The biogeographic nature of dinosaur faunas in the Southern Hemisphere was traditionally unclear. It had long been clear that Gondwana, compromising the modern southern continents, had a distinct fauna from Laurasia, the northern ones. Less evident, however, were signs of connections between the dinosaurs between these southern continents that would signify unifying biogegraphic exchange. Those found in Brazil and North Africa were distinct from those in Patagonia, India and Madagascar, and each differed from those in Australia and Antarctica, which seemed more similar to one another. Some authors had also suggested the southern continents acted as a refugium of primitive animals that had declined elsewhere in the world. Flora and marine invertebrate fauna, contrastingly, showed clear links across southern Gondwana, contiguous through Patagonia, Antarctica, Australia, and New Zealand. Together they form what is termed the Weddelian Bioprovince.

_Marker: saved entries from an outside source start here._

//! Postgres 会话（sqlx）
//!
//! 与 SQLite 会话相同的连接/事务模型，绑定与解码使用 Postgres 原生类型。
//!
use super::{Session, savepoint_name};
use crate::error::{PersistError, PersistResult};
use crate::statement::{Dialect, Statement};
use crate::value::{ColumnType, Record, Value};
use async_trait::async_trait;
use chrono::{DateTime, NaiveDateTime, Utc};
use serde_json::Value as Json;
use sqlx::pool::PoolConnection;
use sqlx::postgres::{PgArguments, PgConnection, PgPool, PgRow, Postgres};
use sqlx::query::Query;
use sqlx::{Column, Row, Transaction, TypeInfo, ValueRef};
use tracing::{debug, warn};
use uuid::Uuid;

pub struct PgSession {
    pool: PgPool,
    conn: Option<PoolConnection<Postgres>>,
    tx: Option<Transaction<'static, Postgres>>,
    savepoints: usize,
    closed: bool,
}

impl PgSession {
    pub fn new(pool: PgPool) -> Self {
        Self {
            pool,
            conn: None,
            tx: None,
            savepoints: 0,
            closed: false,
        }
    }

    async fn connection(&mut self) -> PersistResult<&mut PgConnection> {
        if self.closed {
            return Err(PersistError::SessionClosed);
        }
        if let Some(tx) = self.tx.as_mut() {
            return Ok(&mut **tx);
        }
        if self.conn.is_none() {
            self.conn = Some(self.pool.acquire().await?);
        }
        match self.conn.as_mut() {
            Some(conn) => Ok(&mut **conn),
            None => Err(PersistError::SessionClosed),
        }
    }

    async fn run(&mut self, sql: &str) -> PersistResult<()> {
        let conn = self.connection().await?;
        sqlx::query(sql).execute(conn).await?;
        Ok(())
    }
}

#[async_trait]
impl Session for PgSession {
    fn dialect(&self) -> Dialect {
        Dialect::Postgres
    }

    fn is_active(&self) -> bool {
        !self.closed
    }

    fn in_transaction(&self) -> bool {
        self.tx.is_some()
    }

    async fn begin(&mut self) -> PersistResult<()> {
        if self.closed {
            return Err(PersistError::SessionClosed);
        }
        if self.tx.is_some() {
            return Err(PersistError::invalid_transaction("transaction already open"));
        }
        self.conn.take();
        self.tx = Some(self.pool.begin().await?);
        self.savepoints = 0;
        Ok(())
    }

    async fn begin_nested(&mut self) -> PersistResult<()> {
        if self.tx.is_none() {
            return Err(PersistError::invalid_transaction(
                "nested transaction requires an open transaction",
            ));
        }
        let depth = self.savepoints + 1;
        self.run(&format!("SAVEPOINT {}", savepoint_name(depth)))
            .await?;
        self.savepoints = depth;
        Ok(())
    }

    async fn commit(&mut self) -> PersistResult<()> {
        if self.savepoints > 0 {
            let name = savepoint_name(self.savepoints);
            self.run(&format!("RELEASE SAVEPOINT {name}")).await?;
            self.savepoints -= 1;
            return Ok(());
        }
        match self.tx.take() {
            Some(tx) => Ok(tx.commit().await?),
            None => Err(PersistError::invalid_transaction("no open transaction")),
        }
    }

    async fn rollback(&mut self) -> PersistResult<()> {
        if self.savepoints > 0 {
            let name = savepoint_name(self.savepoints);
            self.run(&format!("ROLLBACK TO SAVEPOINT {name}")).await?;
            self.run(&format!("RELEASE SAVEPOINT {name}")).await?;
            self.savepoints -= 1;
            return Ok(());
        }
        match self.tx.take() {
            Some(tx) => Ok(tx.rollback().await?),
            None => Err(PersistError::invalid_transaction("no open transaction")),
        }
    }

    async fn execute_raw(&mut self, sql: &str) -> PersistResult<()> {
        debug!(sql, "execute raw");
        self.run(sql).await
    }

    async fn fetch_all(&mut self, stmt: &Statement) -> PersistResult<Vec<Record>> {
        debug!(sql = %stmt.sql, params = stmt.params.len(), "execute statement");
        let conn = self.connection().await?;
        let mut query = sqlx::query(&stmt.sql);
        for value in &stmt.params {
            query = bind(query, value);
        }
        let rows = query.fetch_all(conn).await?;
        rows.iter().map(decode_row).collect()
    }

    async fn close(&mut self) -> PersistResult<()> {
        self.closed = true;
        self.savepoints = 0;
        self.conn.take();
        if let Some(tx) = self.tx.take() {
            warn!("closing session with an open transaction, rolling back");
            tx.rollback().await?;
        }
        Ok(())
    }
}

fn bind<'q>(
    query: Query<'q, Postgres, PgArguments>,
    value: &Value,
) -> Query<'q, Postgres, PgArguments> {
    match value {
        Value::Null => query.bind(None::<String>),
        // NULL 的参数类型须与目标列一致，否则 Postgres 拒绝 text → 列类型的隐式转换
        Value::TypedNull(ty) => match ty {
            ColumnType::Integer => query.bind(None::<i64>),
            ColumnType::Float => query.bind(None::<f64>),
            ColumnType::Text => query.bind(None::<String>),
            ColumnType::Bool => query.bind(None::<bool>),
            ColumnType::Uuid => query.bind(None::<Uuid>),
            ColumnType::Timestamp => query.bind(None::<DateTime<Utc>>),
            ColumnType::Json => query.bind(None::<Json>),
        },
        Value::Bool(b) => query.bind(*b),
        Value::Int(i) => query.bind(*i),
        Value::Float(f) => query.bind(*f),
        Value::Text(s) => query.bind(s.clone()),
        Value::Uuid(u) => query.bind(*u),
        Value::Timestamp(t) => query.bind(*t),
        Value::Json(j) => query.bind(j.clone()),
    }
}

fn decode_row(row: &PgRow) -> PersistResult<Record> {
    let mut record = Record::new();
    for column in row.columns() {
        let idx = column.ordinal();
        let ty = {
            let raw = row.try_get_raw(idx)?;
            if raw.is_null() {
                None
            } else {
                Some(raw.type_info().name().to_owned())
            }
        };
        let json = match ty.as_deref() {
            None => Json::Null,
            Some("INT2") => Json::from(row.try_get_unchecked::<i16, _>(idx)?),
            Some("INT4") => Json::from(row.try_get_unchecked::<i32, _>(idx)?),
            Some("INT8") => Json::from(row.try_get_unchecked::<i64, _>(idx)?),
            Some("FLOAT4") => float(row.try_get_unchecked::<f32, _>(idx)?.into()),
            Some("FLOAT8") => float(row.try_get_unchecked::<f64, _>(idx)?),
            Some("BOOL") => Json::Bool(row.try_get_unchecked::<bool, _>(idx)?),
            Some("UUID") => Json::String(row.try_get_unchecked::<Uuid, _>(idx)?.to_string()),
            Some("TIMESTAMPTZ") => Json::String(
                row.try_get_unchecked::<DateTime<Utc>, _>(idx)?
                    .to_rfc3339(),
            ),
            Some("TIMESTAMP") => Json::String(
                row.try_get_unchecked::<NaiveDateTime, _>(idx)?
                    .and_utc()
                    .to_rfc3339(),
            ),
            Some("JSON") | Some("JSONB") => row.try_get_unchecked::<Json, _>(idx)?,
            Some(_) => Json::String(row.try_get_unchecked::<String, _>(idx)?),
        };
        record.insert(column.name().to_owned(), json);
    }
    Ok(record)
}

fn float(f: f64) -> Json {
    serde_json::Number::from_f64(f)
        .map(Json::Number)
        .unwrap_or(Json::Null)
}
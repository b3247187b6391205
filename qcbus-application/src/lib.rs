//! 应用层：请求总线、中间件管线与事件总线
//!
//! - [`Bus`]：按请求类型路由到唯一处理器，处理器外包一条中间件链；
//! - [`BusBuilder`]：启动期装配具名依赖并校验处理器声明；
//! - [`EventBus`]：发布即返回的事件扇出，处理器失败相互隔离；
//! - 持久化错误经 [`AppError::Persist`] 透传，或由 [`UniqueViolation`] 翻译。
//!
pub mod builder;
pub mod bus;
pub mod cache;
pub mod context;
pub mod dto;
pub mod error;
pub mod event;
pub mod handler;
pub mod middleware;
pub mod request;

pub use builder::{BusBuilder, Dependencies, Dependency, Injectable, Resolver};
pub use bus::{Bus, Dispatch};
pub use cache::{Cache, InMemoryCache};
pub use context::{AppContext, RequestOrigin};
pub use dto::Dto;
pub use error::{AppError, UniqueViolation};
pub use event::{Event, EventBus, EventHandler};
pub use handler::{Extra, RequestHandler};
pub use middleware::{CacheInvalidateMiddleware, CacheMiddleware, Call, Middleware, Next};
pub use request::Request;
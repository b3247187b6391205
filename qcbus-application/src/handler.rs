use crate::{context::AppContext, error::AppError, request::Request};
use async_trait::async_trait;
use serde::{Serialize, de::DeserializeOwned};
use serde_json::{Map, Value as Json};

#[async_trait]
pub trait RequestHandler<R>: Send + Sync
where
    R: Request,
{
    async fn handle(&self, ctx: &AppContext, request: R, extra: Extra)
    -> Result<R::Response, AppError>;
}

/// 随请求传递的附加参数（如路径参数 `id`）
#[derive(Clone, Debug, Default, PartialEq)]
pub struct Extra(Map<String, Json>);

impl Extra {
    pub fn new() -> Self {
        Self::default()
    }

    pub fn with(mut self, key: impl Into<String>, value: impl Into<Json>) -> Self {
        self.0.insert(key.into(), value.into());
        self
    }

    pub fn insert<T: Serialize>(&mut self, key: impl Into<String>, value: T) -> Result<(), AppError> {
        let value = serde_json::to_value(value).map_err(|e| AppError::Internal(e.to_string()))?;
        self.0.insert(key.into(), value);
        Ok(())
    }

    /// 取出并反序列化；缺失或类型不符视为请求错误
    pub fn get<T: DeserializeOwned>(&self, key: &str) -> Result<T, AppError> {
        let value = self
            .0
            .get(key)
            .ok_or_else(|| AppError::BadRequest(format!("missing parameter `{key}`")))?;
        serde_json::from_value(value.clone())
            .map_err(|e| AppError::BadRequest(format!("invalid parameter `{key}`: {e}")))
    }

    pub fn is_empty(&self) -> bool {
        self.0.is_empty()
    }
}
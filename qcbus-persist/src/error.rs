//! 持久化层统一错误定义
//!
//! 查询引擎、会话与事务管理器共用的最小错误集合，
//! 由上层服务按需翻译为应用层错误。
//!
use thiserror::Error;

#[non_exhaustive]
#[derive(Debug, Error)]
pub enum PersistError {
    // --- 驱动/数据库 ---
    #[error("database error: {reason}")]
    Database { reason: String },
    #[error("not found: {reason}")]
    NotFound { reason: String },
    #[error("decode error: {reason}")]
    Decode { reason: String },

    // --- 查询构造 ---
    #[error("precondition failed: {reason}")]
    Precondition { reason: String },
    #[error("entity is not registered in relationship graph: {0}")]
    UnknownEntity(String),
    #[error("unknown column: entity={entity}, column={column}")]
    UnknownColumn { entity: String, column: String },
    #[error("invalid relationship: entity={entity}, relationship={relationship}, reason={reason}")]
    InvalidRelationship {
        entity: String,
        relationship: String,
        reason: String,
    },
    #[error("invalid cursor: {reason}")]
    InvalidCursor { reason: String },

    // --- 事务/会话 ---
    #[error("invalid transaction state: {reason}")]
    InvalidTransaction { reason: String },
    #[error("session is closed")]
    SessionClosed,

    // --- 序列化 ---
    #[error("serialization error: {source}")]
    Serde {
        #[from]
        source: serde_json::Error,
    },
}

impl PersistError {
    pub fn precondition(reason: impl Into<String>) -> Self {
        Self::Precondition {
            reason: reason.into(),
        }
    }

    pub fn invalid_cursor(reason: impl Into<String>) -> Self {
        Self::InvalidCursor {
            reason: reason.into(),
        }
    }

    pub fn invalid_transaction(reason: impl Into<String>) -> Self {
        Self::InvalidTransaction {
            reason: reason.into(),
        }
    }

    pub fn decode(reason: impl Into<String>) -> Self {
        Self::Decode {
            reason: reason.into(),
        }
    }
}

/// 统一 Result 类型别名
pub type PersistResult<T> = Result<T, PersistError>;

// 允许在会话实现中直接使用 `?` 将驱动错误转换为 PersistError

impl From<sqlx::Error> for PersistError {
    fn from(err: sqlx::Error) -> Self {
        match err {
            sqlx::Error::RowNotFound => PersistError::NotFound {
                reason: "row not found".to_string(),
            },
            other => PersistError::Database {
                reason: other.to_string(),
            },
        }
    }
}

impl From<uuid::Error> for PersistError {
    fn from(err: uuid::Error) -> Self {
        PersistError::decode(err.to_string())
    }
}

impl From<chrono::ParseError> for PersistError {
    fn from(err: chrono::ParseError) -> Self {
        PersistError::decode(err.to_string())
    }
}

impl From<base64::DecodeError> for PersistError {
    fn from(err: base64::DecodeError) -> Self {
        PersistError::invalid_cursor(err.to_string())
    }
}
use crate::dto::Dto;

/// 总线请求（命令或查询）
///
/// 以 Rust 类型标识，一个请求类型对应且仅对应一个处理器：
/// - 命令表达写意图，查询表达只读意图，两者共用同一套总线；
/// - 请求对象不可变，重复执行同一个待执行调用时按值克隆。
pub trait Request: Clone + Send + Sync + 'static {
    /// 请求的稳定名称（用于日志、错误与缓存键）
    const NAME: &'static str;

    /// 处理器返回的 DTO
    type Response: Dto;
}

Recognition of Antarctic taxa such as Morrosaurus and Trinisaura as being closely related to other elasmarians in South American demonstrated links between the dinosaurs on these continents. Later studies would expand the elasmarian group with Australian taxa as well as Kangnasaurus and Iyuku from Africa, expanding a distribution across Gondwana. Other groups of dinosaurs such as megaraptoran theropods, diamantinasaurian sauropods, and parankylosaurian ankylosaurs have more recently shown similar patterns of distribution. In particular, the dinosaurs of James Ross Island all appear to possess close relatives in the Patagonian region of South America. It is possible that, similar to what is seen with plants and marine reptiles, this terrestiral fauna extended to East Antarctica, Australia, and New Zealand, but Late Cretaceous fossils are incredibly sparse in these regions and their dinosaurian fauna remains largely unknown.